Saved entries
------

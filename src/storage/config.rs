//! Configuration for Certificate Storage
//!
//! Construction-time inputs for the storage backend. Everything here is
//! resolved once when the store is built; there is no hot-reload.

use serde::{Deserialize, Serialize};
use std::path::PathBuf;

/// Main configuration for certificate storage.
#[derive(Debug, Clone, Serialize, Deserialize)]
pub struct StorageConfig {
    /// Object store backend.
    pub store_type: ObjectStoreType,
    /// Key prefix for all objects in the store.
    pub prefix: String,
    /// Local filesystem path (for LocalFs store).
    pub local_path: Option<PathBuf>,
    /// S3 configuration (for S3 store).
    #[cfg(feature = "s3")]
    pub s3: Option<S3Config>,
}

impl StorageConfig {
    /// Config for a given ACME CA host; the prefix keeps data from different
    /// CAs (e.g. staging vs production) apart.
    pub fn for_ca_host(host: &str) -> Self {
        StorageConfig {
            store_type: ObjectStoreType::InMemory,
            prefix: format!("acme/{}", host),
            local_path: None,
            #[cfg(feature = "s3")]
            s3: None,
        }
    }

    /// Config for local development.
    pub fn local(path: PathBuf) -> Self {
        StorageConfig {
            store_type: ObjectStoreType::LocalFs,
            prefix: "acme/local".to_string(),
            local_path: Some(path),
            #[cfg(feature = "s3")]
            s3: None,
        }
    }

    /// Config for testing (in-memory).
    pub fn test() -> Self {
        StorageConfig {
            store_type: ObjectStoreType::InMemory,
            prefix: "acme/test".to_string(),
            local_path: None,
            #[cfg(feature = "s3")]
            s3: None,
        }
    }
}

/// Type of object store backend.
#[derive(Debug, Clone, Copy, PartialEq, Eq, Serialize, Deserialize)]
pub enum ObjectStoreType {
    /// In-memory store (for tests).
    InMemory,
    /// Local filesystem.
    LocalFs,
    /// Amazon S3 or compatible.
    #[cfg(feature = "s3")]
    S3,
}

/// S3 configuration.
///
/// Credentials are resolved from the AWS environment at construction, not
/// carried in the config.
#[cfg(feature = "s3")]
#[derive(Debug, Clone, Serialize, Deserialize)]
pub struct S3Config {
    /// S3 bucket name.
    pub bucket: String,
    /// AWS region.
    pub region: String,
    /// Custom endpoint (for S3-compatible services like MinIO).
    pub endpoint: Option<String>,
}
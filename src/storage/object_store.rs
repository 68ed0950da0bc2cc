//! Object Store Abstraction
//!
//! Trait-based capability surface over the external object store. The
//! certificate store only ever needs four operations (put, get, exists,
//! delete), so that is the whole trait; keeping it narrow lets the facade be
//! tested against an in-memory fake without a network dependency.
//!
//! Implementations:
//! - `InMemoryObjectStore`: for unit tests
//! - `LocalFsObjectStore`: for development and local testing
//! - `S3ObjectStore`: for production (feature-gated, see `s3_store`)
//!
//! ## Error contract
//!
//! Absence must be reported as `ErrorKind::NotFound`, distinguishable from
//! every other failure. The facade's not-exists classification depends on
//! this; a backend that folds not-found into a generic error breaks the
//! "doesn't exist yet, proceed to issue" branch upstream.

use parking_lot::RwLock;
use std::collections::HashMap;
use std::future::Future;
use std::io::{Error as IoError, ErrorKind, Result as IoResult};
use std::path::PathBuf;
use std::pin::Pin;
use std::sync::Arc;

/// Object store capability trait.
pub trait ObjectStore: Send + Sync + 'static {
    /// Put an object (create or overwrite).
    fn put<'a>(
        &'a self,
        key: &'a str,
        data: &'a [u8],
    ) -> Pin<Box<dyn Future<Output = IoResult<()>> + Send + 'a>>;

    /// Get an object's contents. Absence is `ErrorKind::NotFound`.
    fn get<'a>(
        &'a self,
        key: &'a str,
    ) -> Pin<Box<dyn Future<Output = IoResult<Vec<u8>>> + Send + 'a>>;

    /// Check if an object exists without downloading it.
    fn exists<'a>(
        &'a self,
        key: &'a str,
    ) -> Pin<Box<dyn Future<Output = IoResult<bool>> + Send + 'a>>;

    /// Delete an object.
    fn delete<'a>(
        &'a self,
        key: &'a str,
    ) -> Pin<Box<dyn Future<Output = IoResult<()>> + Send + 'a>>;
}

// ============================================================================
// InMemoryObjectStore - For tests
// ============================================================================

/// In-memory object store for unit tests.
#[derive(Debug)]
pub struct InMemoryObjectStore {
    data: Arc<RwLock<HashMap<String, Vec<u8>>>>,
}

impl InMemoryObjectStore {
    /// Create a new in-memory object store.
    pub fn new() -> Self {
        InMemoryObjectStore {
            data: Arc::new(RwLock::new(HashMap::new())),
        }
    }

    /// Get the number of stored objects (for testing).
    pub fn len(&self) -> usize {
        self.data.read().len()
    }

    /// Check if empty (for testing).
    pub fn is_empty(&self) -> bool {
        self.data.read().is_empty()
    }

    /// Clear all objects (for testing).
    pub fn clear(&self) {
        self.data.write().clear();
    }
}

impl Default for InMemoryObjectStore {
    fn default() -> Self {
        Self::new()
    }
}

impl Clone for InMemoryObjectStore {
    fn clone(&self) -> Self {
        // Clones share the backing map, so a clone handed to the facade can
        // still be inspected by the test that created it.
        InMemoryObjectStore {
            data: Arc::clone(&self.data),
        }
    }
}

impl ObjectStore for InMemoryObjectStore {
    fn put<'a>(
        &'a self,
        key: &'a str,
        data: &'a [u8],
    ) -> Pin<Box<dyn Future<Output = IoResult<()>> + Send + 'a>> {
        Box::pin(async move {
            self.data.write().insert(key.to_string(), data.to_vec());
            Ok(())
        })
    }

    fn get<'a>(
        &'a self,
        key: &'a str,
    ) -> Pin<Box<dyn Future<Output = IoResult<Vec<u8>>> + Send + 'a>> {
        Box::pin(async move {
            self.data
                .read()
                .get(key)
                .cloned()
                .ok_or_else(|| IoError::new(ErrorKind::NotFound, format!("Key not found: {}", key)))
        })
    }

    fn exists<'a>(
        &'a self,
        key: &'a str,
    ) -> Pin<Box<dyn Future<Output = IoResult<bool>> + Send + 'a>> {
        Box::pin(async move { Ok(self.data.read().contains_key(key)) })
    }

    fn delete<'a>(
        &'a self,
        key: &'a str,
    ) -> Pin<Box<dyn Future<Output = IoResult<()>> + Send + 'a>> {
        Box::pin(async move {
            self.data.write().remove(key);
            Ok(())
        })
    }
}

// ============================================================================
// LocalFsObjectStore - For development
// ============================================================================

/// Local filesystem object store for development and testing.
#[derive(Debug, Clone)]
pub struct LocalFsObjectStore {
    base_path: PathBuf,
}

impl LocalFsObjectStore {
    /// Create a new local filesystem object store.
    pub fn new(base_path: PathBuf) -> Self {
        LocalFsObjectStore { base_path }
    }

    /// Get the full path for a key.
    fn full_path(&self, key: &str) -> PathBuf {
        self.base_path.join(key)
    }

    /// Ensure parent directories exist.
    fn ensure_parent(&self, path: &PathBuf) -> IoResult<()> {
        if let Some(parent) = path.parent() {
            std::fs::create_dir_all(parent)?;
        }
        Ok(())
    }

    /// Get the base path (for testing).
    pub fn base_path(&self) -> &PathBuf {
        &self.base_path
    }
}

impl ObjectStore for LocalFsObjectStore {
    fn put<'a>(
        &'a self,
        key: &'a str,
        data: &'a [u8],
    ) -> Pin<Box<dyn Future<Output = IoResult<()>> + Send + 'a>> {
        Box::pin(async move {
            let path = self.full_path(key);
            self.ensure_parent(&path)?;
            tokio::fs::write(&path, data).await
        })
    }

    fn get<'a>(
        &'a self,
        key: &'a str,
    ) -> Pin<Box<dyn Future<Output = IoResult<Vec<u8>>> + Send + 'a>> {
        Box::pin(async move {
            let path = self.full_path(key);
            tokio::fs::read(&path).await
        })
    }

    fn exists<'a>(
        &'a self,
        key: &'a str,
    ) -> Pin<Box<dyn Future<Output = IoResult<bool>> + Send + 'a>> {
        Box::pin(async move {
            let path = self.full_path(key);
            Ok(path.exists())
        })
    }

    fn delete<'a>(
        &'a self,
        key: &'a str,
    ) -> Pin<Box<dyn Future<Output = IoResult<()>> + Send + 'a>> {
        Box::pin(async move {
            let path = self.full_path(key);
            tokio::fs::remove_file(&path).await
        })
    }
}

------

Looking at the data above, how many lines hold the string "development"? Reply with only the number.

__THE COMPLETED TASK__
4